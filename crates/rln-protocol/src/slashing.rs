//! # Secret Recovery
//!
//! Every proof publishes one point `(x, y)` on the line
//! `y = identitySecret + a1 * x`. Two proofs with the same nullifier share
//! `a1`, so two points with distinct `x` pin the line and its intercept:
//!
//! ```text
//! identitySecret = (y1 * x2 - y2 * x1) / (x2 - x1)
//! ```

use rln_core::FieldElement;
use rln_crypto::poseidon1;
use rln_zkp::RlnFullProof;

use crate::error::SlashingError;

/// A published share `(x, y)`.
#[derive(Debug, Clone, Copy, PartialEq, Eq)]
pub struct Share {
    pub x: FieldElement,
    pub y: FieldElement,
}

impl From<&RlnFullProof> for Share {
    fn from(proof: &RlnFullProof) -> Self {
        let signals = &proof.snark_proof.public_signals;
        Self {
            x: signals.x,
            y: signals.y,
        }
    }
}

/// Interpolate the intercept of the line through two shares.
pub fn recover_secret_from_shares(a: Share, b: Share) -> Result<FieldElement, SlashingError> {
    let denominator = (b.x - a.x).inverse().ok_or(SlashingError::SameSignal)?;
    Ok((a.y * b.x - b.y * a.x) * denominator)
}

/// Recover the sender's `identitySecret` from two proofs that reused a
/// nullifier.
pub fn recover_identity_secret(
    first: &RlnFullProof,
    second: &RlnFullProof,
) -> Result<FieldElement, SlashingError> {
    let (s1, s2) = (
        &first.snark_proof.public_signals,
        &second.snark_proof.public_signals,
    );
    if s1.external_nullifier != s2.external_nullifier {
        return Err(SlashingError::ExternalNullifierMismatch);
    }
    if s1.nullifier != s2.nullifier {
        return Err(SlashingError::NullifierMismatch);
    }
    let secret = recover_secret_from_shares(first.into(), second.into())?;
    tracing::warn!(nullifier = %s1.nullifier, "rate limit exceeded; identity secret recovered");
    Ok(secret)
}

/// The offender's identity commitment, `Poseidon1(secret)`, for removal
/// from the group.
pub fn recover_identity_commitment(
    first: &RlnFullProof,
    second: &RlnFullProof,
) -> Result<FieldElement, SlashingError> {
    let secret = recover_identity_secret(first, second)?;
    Ok(poseidon1(&secret)?)
}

++++++++++++++++++++

What you will do:
Search the records for the string "identitySecret" and return every line in which it occurs.

Response area:
//! `y = identitySecret + a1 * x`. Two proofs with the same nullifier share
//! identitySecret = (y1 * x2 - y2 * x1) / (x2 - x1)
/// Recover the sender's `identitySecret` from two proofs that reused a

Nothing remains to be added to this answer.